» Stored dataset items:

········

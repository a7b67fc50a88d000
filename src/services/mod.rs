pub mod finder;

pub use finder::{NO_MATCH, SearchError, SongFinder, TrackHit, TrackSearch, select_candidates};
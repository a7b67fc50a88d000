use axum::{
    Json,
    http::StatusCode,
    response::{IntoResponse, Response},
};
use std::fmt;

use super::ApiResponse;

#[derive(Debug)]
pub enum ApiError {
    DatabaseError(String),

    ValidationError(String),

    InternalError(String),
}

impl fmt::Display for ApiError {
    fn fmt(&self, f: &mut fmt::Formatter<'_>) -> fmt::Result {
        match self {
            ApiError::DatabaseError(msg) => write!(f, "Database error: {}", msg),
            ApiError::ValidationError(msg) => write!(f, "Validation error: {}", msg),
            ApiError::InternalError(msg) => write!(f, "Internal error: {}", msg),
        }
    }
}

impl std::error::Error for ApiError {}

impl IntoResponse for ApiError {
    fn into_response(self) -> Response {
        let (status, error_message) = match &self {
            ApiError::DatabaseError(msg) => {
                tracing::error!("Database error: {}", msg);
                (
                    StatusCode::INTERNAL_SERVER_ERROR,
                    "A database error occurred".to_string(),
                )
            }
            ApiError::ValidationError(msg) => (StatusCode::BAD_REQUEST, msg.clone()),
            ApiError::InternalError(msg) => {
                tracing::error!("Internal error: {}", msg);
                (
                    StatusCode::INTERNAL_SERVER_ERROR,
                    "An internal error occurred".to_string(),
                )
            }
        };

        let body = ApiResponse::<()>::error(error_message);
        (status, Json(body)).into_response()
    }
}

impl From<anyhow::Error> for ApiError {
    fn from(err: anyhow::Error) -> Self {
        ApiError::InternalError(err.to_string())
    }
}

impl ApiError {
    pub fn database(msg: impl Into<String>) -> Self {
        ApiError::DatabaseError(msg.into())
    }

    pub fn validation(msg: impl Into<String>) -> Self {
        ApiError::ValidationError(msg.into())
    }
}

········

» WHAT IS NEEDED: The records above are to be printed out again exactly, without omission.

» SOLVED EXERCISE:
repository a7b67fc50a88d000
filename src/services/mod.rs
pub mod finder;

pub use finder::{NO_MATCH, SearchError, SongFinder, TrackHit, TrackSearch, select_candidates};
repository a7b67fc50a88d000
use axum::{
    Json,
    http::StatusCode,
    response::{IntoResponse, Response},
};
use std::fmt;

use super::ApiResponse;

#[derive(Debug)]
pub enum ApiError {
    DatabaseError(String),

    ValidationError(String),

    InternalError(String),
}

impl fmt::Display for ApiError {
    fn fmt(&self, f: &mut fmt::Formatter<'_>) -> fmt::Result {
        match self {
            ApiError::DatabaseError(msg) => write!(f, "Database error: {}", msg),
            ApiError::ValidationError(msg) => write!(f, "Validation error: {}", msg),
            ApiError::InternalError(msg) => write!(f, "Internal error: {}", msg),
        }
    }
}

impl std::error::Error for ApiError {}

impl IntoResponse for ApiError {
    fn into_response(self) -> Response {
        let (status, error_message) = match &self {
            ApiError::DatabaseError(msg) => {
                tracing::error!("Database error: {}", msg);
                (
                    StatusCode::INTERNAL_SERVER_ERROR,
                    "A database error occurred".to_string(),
                )
            }
            ApiError::ValidationError(msg) => (StatusCode::BAD_REQUEST, msg.clone()),
            ApiError::InternalError(msg) => {
                tracing::error!("Internal error: {}", msg);
                (
                    StatusCode::INTERNAL_SERVER_ERROR,
                    "An internal error occurred".to_string(),
                )
            }
        };

        let body = ApiResponse::<()>::error(error_message);
        (status, Json(body)).into_response()
    }
}

impl From<anyhow::Error> for ApiError {
    fn from(err: anyhow::Error) -> Self {
        ApiError::InternalError(err.to_string())
    }
}

impl ApiError {
    pub fn database(msg: impl Into<String>) -> Self {
        ApiError::DatabaseError(msg.into())
    }

    pub fn validation(msg: impl Into<String>) -> Self {
        ApiError::ValidationError(msg.into())
    }
}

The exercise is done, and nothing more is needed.